• _What to do_
Your answer should consist of the lines in the data below that contain "EndpointDescriptor".

• _Data shown_

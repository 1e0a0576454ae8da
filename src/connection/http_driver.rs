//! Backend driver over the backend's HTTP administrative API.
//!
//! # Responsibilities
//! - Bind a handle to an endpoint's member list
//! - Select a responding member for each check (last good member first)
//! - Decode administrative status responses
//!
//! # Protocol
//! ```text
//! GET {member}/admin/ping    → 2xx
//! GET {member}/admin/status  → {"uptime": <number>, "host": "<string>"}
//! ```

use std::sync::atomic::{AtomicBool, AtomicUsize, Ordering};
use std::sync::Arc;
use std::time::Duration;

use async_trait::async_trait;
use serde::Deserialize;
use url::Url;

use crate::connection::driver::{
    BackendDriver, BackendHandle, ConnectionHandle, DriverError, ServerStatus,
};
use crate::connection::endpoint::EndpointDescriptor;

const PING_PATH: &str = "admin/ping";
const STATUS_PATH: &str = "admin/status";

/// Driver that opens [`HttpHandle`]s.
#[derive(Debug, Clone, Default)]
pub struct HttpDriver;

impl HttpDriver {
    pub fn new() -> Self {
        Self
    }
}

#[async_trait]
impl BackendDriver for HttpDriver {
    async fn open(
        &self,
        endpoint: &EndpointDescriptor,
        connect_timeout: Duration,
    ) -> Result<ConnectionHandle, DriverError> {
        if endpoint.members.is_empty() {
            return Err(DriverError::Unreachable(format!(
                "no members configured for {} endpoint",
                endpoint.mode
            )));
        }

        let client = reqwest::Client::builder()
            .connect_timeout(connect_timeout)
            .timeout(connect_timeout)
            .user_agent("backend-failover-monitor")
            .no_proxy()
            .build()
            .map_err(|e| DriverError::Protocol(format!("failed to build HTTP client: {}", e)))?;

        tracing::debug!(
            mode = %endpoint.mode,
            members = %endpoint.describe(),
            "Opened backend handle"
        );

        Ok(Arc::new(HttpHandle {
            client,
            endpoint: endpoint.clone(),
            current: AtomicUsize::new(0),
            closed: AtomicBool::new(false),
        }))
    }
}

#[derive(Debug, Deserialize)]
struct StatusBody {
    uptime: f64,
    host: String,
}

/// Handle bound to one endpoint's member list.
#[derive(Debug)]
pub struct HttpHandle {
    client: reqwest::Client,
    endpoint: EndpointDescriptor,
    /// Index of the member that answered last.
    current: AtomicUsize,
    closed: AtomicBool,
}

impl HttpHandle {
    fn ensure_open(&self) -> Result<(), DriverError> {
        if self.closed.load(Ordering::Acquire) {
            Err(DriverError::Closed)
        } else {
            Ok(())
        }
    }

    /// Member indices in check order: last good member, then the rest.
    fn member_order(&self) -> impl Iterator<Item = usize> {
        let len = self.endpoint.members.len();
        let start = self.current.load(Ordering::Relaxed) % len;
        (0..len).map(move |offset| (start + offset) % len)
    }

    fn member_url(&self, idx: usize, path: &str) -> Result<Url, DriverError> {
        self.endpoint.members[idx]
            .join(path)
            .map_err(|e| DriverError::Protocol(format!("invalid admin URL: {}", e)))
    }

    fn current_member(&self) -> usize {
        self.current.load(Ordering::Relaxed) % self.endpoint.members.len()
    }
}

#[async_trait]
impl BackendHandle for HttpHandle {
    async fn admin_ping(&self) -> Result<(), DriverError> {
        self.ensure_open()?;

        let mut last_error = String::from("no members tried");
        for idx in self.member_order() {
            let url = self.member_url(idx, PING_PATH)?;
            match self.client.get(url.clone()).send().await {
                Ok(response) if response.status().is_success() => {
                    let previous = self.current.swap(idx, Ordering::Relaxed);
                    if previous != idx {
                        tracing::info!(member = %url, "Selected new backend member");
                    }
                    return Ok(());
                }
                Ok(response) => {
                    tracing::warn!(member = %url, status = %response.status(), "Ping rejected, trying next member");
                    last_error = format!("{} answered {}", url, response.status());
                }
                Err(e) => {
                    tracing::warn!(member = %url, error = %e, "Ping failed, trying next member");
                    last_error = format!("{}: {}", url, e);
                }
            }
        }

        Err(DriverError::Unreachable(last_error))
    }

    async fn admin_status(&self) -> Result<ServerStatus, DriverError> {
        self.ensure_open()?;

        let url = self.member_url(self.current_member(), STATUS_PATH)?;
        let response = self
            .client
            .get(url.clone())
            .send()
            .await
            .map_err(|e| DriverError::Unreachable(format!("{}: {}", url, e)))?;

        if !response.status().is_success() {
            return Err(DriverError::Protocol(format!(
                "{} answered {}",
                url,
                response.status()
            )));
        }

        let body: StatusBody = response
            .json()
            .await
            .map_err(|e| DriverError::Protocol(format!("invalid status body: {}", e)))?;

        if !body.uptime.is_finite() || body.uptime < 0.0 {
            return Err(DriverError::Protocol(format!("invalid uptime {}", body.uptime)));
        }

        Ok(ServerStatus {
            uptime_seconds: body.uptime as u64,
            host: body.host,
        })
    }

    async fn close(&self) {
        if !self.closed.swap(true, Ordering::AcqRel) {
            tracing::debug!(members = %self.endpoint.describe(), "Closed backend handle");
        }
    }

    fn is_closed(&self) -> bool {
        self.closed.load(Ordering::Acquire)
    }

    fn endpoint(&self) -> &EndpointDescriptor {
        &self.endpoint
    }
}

• _Solution to the problem_
use crate::connection::endpoint::EndpointDescriptor;
        endpoint: &EndpointDescriptor,
    endpoint: EndpointDescriptor,
    fn endpoint(&self) -> &EndpointDescriptor {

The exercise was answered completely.